***** Supplied data *****
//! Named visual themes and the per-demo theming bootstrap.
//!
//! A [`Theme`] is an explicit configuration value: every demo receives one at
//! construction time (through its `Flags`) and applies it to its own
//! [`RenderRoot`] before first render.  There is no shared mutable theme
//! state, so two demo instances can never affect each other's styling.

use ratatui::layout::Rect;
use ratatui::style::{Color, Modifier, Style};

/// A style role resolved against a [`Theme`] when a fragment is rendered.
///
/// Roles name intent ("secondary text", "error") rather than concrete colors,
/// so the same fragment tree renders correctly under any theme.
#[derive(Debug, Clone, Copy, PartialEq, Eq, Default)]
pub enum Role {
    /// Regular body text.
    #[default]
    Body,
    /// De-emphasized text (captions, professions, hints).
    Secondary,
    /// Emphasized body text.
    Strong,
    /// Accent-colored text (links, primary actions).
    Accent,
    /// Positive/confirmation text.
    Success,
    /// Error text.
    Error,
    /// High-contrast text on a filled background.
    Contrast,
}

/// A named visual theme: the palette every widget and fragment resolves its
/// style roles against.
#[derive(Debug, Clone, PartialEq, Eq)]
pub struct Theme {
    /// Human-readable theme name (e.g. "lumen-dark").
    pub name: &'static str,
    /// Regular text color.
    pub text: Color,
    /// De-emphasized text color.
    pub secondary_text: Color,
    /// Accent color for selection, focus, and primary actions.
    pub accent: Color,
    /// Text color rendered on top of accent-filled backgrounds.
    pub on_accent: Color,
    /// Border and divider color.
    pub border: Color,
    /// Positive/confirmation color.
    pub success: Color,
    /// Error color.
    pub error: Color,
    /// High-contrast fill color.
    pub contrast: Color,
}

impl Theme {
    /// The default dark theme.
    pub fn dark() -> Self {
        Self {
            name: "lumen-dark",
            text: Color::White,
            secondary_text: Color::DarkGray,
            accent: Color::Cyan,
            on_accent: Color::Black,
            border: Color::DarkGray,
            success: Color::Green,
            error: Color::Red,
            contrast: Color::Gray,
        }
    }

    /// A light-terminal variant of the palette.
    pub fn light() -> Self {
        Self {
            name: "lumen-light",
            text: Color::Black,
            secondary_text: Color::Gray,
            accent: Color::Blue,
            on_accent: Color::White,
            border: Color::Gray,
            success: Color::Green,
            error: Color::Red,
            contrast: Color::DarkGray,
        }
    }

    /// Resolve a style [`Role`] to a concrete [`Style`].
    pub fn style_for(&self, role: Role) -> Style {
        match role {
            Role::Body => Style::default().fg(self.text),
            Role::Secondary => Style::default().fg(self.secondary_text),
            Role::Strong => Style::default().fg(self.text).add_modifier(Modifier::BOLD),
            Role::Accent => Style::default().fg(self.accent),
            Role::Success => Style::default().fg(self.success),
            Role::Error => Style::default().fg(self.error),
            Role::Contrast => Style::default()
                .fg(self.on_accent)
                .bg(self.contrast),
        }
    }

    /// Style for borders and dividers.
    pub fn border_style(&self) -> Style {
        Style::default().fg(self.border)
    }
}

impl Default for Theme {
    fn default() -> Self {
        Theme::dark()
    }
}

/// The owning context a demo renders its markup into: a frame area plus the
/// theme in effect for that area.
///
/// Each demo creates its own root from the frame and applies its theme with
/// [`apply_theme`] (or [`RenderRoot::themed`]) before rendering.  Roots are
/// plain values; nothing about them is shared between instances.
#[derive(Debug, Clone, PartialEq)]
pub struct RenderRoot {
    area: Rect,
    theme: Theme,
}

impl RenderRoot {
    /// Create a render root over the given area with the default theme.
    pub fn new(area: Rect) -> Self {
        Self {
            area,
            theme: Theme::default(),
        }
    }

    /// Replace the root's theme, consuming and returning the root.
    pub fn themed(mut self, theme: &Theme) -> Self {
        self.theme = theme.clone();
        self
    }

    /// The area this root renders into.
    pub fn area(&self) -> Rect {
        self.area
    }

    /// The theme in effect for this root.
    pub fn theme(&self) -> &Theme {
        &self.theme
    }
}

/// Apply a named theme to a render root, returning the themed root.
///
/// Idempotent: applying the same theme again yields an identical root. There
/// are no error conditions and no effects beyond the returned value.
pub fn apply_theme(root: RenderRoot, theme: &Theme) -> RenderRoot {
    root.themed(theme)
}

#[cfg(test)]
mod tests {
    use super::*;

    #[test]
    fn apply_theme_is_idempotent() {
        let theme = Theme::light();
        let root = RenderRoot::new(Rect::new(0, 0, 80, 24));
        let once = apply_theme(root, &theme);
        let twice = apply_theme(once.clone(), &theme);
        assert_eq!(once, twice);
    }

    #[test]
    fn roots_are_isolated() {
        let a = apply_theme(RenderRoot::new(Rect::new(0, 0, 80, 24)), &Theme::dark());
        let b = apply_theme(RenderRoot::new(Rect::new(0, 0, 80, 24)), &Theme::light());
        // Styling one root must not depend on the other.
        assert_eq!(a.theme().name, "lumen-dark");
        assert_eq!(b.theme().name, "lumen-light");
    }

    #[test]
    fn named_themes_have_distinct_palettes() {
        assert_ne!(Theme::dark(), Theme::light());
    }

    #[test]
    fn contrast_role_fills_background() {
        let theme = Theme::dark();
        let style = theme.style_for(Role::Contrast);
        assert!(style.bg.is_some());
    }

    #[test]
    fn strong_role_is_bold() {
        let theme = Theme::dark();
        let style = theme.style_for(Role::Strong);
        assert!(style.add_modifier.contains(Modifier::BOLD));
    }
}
*****
***** Supplied data *****
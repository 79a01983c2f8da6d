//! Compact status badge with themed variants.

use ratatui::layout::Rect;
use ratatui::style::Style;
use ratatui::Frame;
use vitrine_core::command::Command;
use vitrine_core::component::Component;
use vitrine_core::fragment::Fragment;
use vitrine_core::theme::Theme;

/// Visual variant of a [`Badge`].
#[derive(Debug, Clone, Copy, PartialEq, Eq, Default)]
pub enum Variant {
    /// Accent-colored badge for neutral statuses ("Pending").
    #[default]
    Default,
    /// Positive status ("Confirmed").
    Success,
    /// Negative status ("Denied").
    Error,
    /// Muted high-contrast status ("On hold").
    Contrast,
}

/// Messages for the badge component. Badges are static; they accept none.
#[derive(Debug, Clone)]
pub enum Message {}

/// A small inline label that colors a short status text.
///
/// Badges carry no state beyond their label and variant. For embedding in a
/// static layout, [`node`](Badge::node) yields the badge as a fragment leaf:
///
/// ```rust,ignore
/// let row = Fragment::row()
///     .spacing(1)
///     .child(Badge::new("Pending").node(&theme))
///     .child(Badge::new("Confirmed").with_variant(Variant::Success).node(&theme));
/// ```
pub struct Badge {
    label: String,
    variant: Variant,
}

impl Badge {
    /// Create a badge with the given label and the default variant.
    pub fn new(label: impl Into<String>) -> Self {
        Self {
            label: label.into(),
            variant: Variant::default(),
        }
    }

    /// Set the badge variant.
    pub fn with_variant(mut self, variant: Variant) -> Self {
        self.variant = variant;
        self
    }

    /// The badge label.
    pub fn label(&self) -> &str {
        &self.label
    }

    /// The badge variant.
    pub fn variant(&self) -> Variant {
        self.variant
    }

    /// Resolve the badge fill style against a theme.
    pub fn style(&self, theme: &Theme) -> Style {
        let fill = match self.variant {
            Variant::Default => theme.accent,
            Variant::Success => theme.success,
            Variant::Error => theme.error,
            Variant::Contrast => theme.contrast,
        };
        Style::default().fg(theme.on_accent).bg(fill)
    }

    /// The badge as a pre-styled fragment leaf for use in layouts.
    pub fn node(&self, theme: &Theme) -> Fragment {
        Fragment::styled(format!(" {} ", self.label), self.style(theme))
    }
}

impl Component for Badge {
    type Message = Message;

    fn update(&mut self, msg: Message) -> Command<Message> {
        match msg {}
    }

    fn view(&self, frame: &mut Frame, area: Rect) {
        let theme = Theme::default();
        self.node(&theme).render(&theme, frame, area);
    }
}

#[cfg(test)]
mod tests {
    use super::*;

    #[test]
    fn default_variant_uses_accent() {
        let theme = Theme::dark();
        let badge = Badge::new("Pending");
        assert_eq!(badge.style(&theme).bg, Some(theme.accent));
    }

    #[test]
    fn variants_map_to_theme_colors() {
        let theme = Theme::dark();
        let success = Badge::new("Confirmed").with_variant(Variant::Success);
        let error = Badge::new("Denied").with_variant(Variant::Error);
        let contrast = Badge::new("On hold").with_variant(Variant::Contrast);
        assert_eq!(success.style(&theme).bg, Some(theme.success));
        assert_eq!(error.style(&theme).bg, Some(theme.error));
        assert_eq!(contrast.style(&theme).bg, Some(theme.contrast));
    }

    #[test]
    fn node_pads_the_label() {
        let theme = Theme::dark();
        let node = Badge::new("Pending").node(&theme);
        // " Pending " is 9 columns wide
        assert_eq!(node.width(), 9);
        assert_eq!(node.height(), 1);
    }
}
*****
***** Supplied data *****
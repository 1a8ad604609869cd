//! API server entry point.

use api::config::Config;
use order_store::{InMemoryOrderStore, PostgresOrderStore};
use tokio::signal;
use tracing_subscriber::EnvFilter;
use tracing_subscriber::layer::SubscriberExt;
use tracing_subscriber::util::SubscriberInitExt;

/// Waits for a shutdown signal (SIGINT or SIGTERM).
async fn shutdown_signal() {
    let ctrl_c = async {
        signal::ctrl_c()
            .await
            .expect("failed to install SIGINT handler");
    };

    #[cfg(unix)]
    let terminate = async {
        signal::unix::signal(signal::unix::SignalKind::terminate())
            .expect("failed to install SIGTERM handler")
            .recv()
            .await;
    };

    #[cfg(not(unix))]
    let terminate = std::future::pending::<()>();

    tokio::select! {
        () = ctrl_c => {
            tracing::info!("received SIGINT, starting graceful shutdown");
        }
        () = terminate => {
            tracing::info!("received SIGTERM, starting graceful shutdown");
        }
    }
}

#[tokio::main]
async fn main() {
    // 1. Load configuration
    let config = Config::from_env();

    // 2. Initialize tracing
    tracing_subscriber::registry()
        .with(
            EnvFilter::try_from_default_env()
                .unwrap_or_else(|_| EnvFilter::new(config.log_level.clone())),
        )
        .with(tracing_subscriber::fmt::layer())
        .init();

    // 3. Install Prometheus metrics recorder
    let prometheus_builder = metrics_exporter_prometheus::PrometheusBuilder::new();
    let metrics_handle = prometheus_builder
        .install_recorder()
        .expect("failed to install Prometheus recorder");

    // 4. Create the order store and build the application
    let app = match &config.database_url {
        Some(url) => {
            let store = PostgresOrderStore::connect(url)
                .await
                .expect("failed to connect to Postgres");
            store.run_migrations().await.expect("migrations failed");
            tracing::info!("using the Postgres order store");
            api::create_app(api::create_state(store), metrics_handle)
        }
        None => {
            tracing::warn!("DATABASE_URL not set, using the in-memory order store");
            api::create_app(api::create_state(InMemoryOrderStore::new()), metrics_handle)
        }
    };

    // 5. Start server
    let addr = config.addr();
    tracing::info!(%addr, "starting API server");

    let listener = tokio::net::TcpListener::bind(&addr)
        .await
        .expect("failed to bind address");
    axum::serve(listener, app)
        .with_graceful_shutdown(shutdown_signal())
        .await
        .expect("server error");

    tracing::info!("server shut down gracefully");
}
*****
_Work order_
Return all lines from the data that include the string "connect".

_The completed task_
            let store = PostgresOrderStore::connect(url)
                .expect("failed to connect to Postgres");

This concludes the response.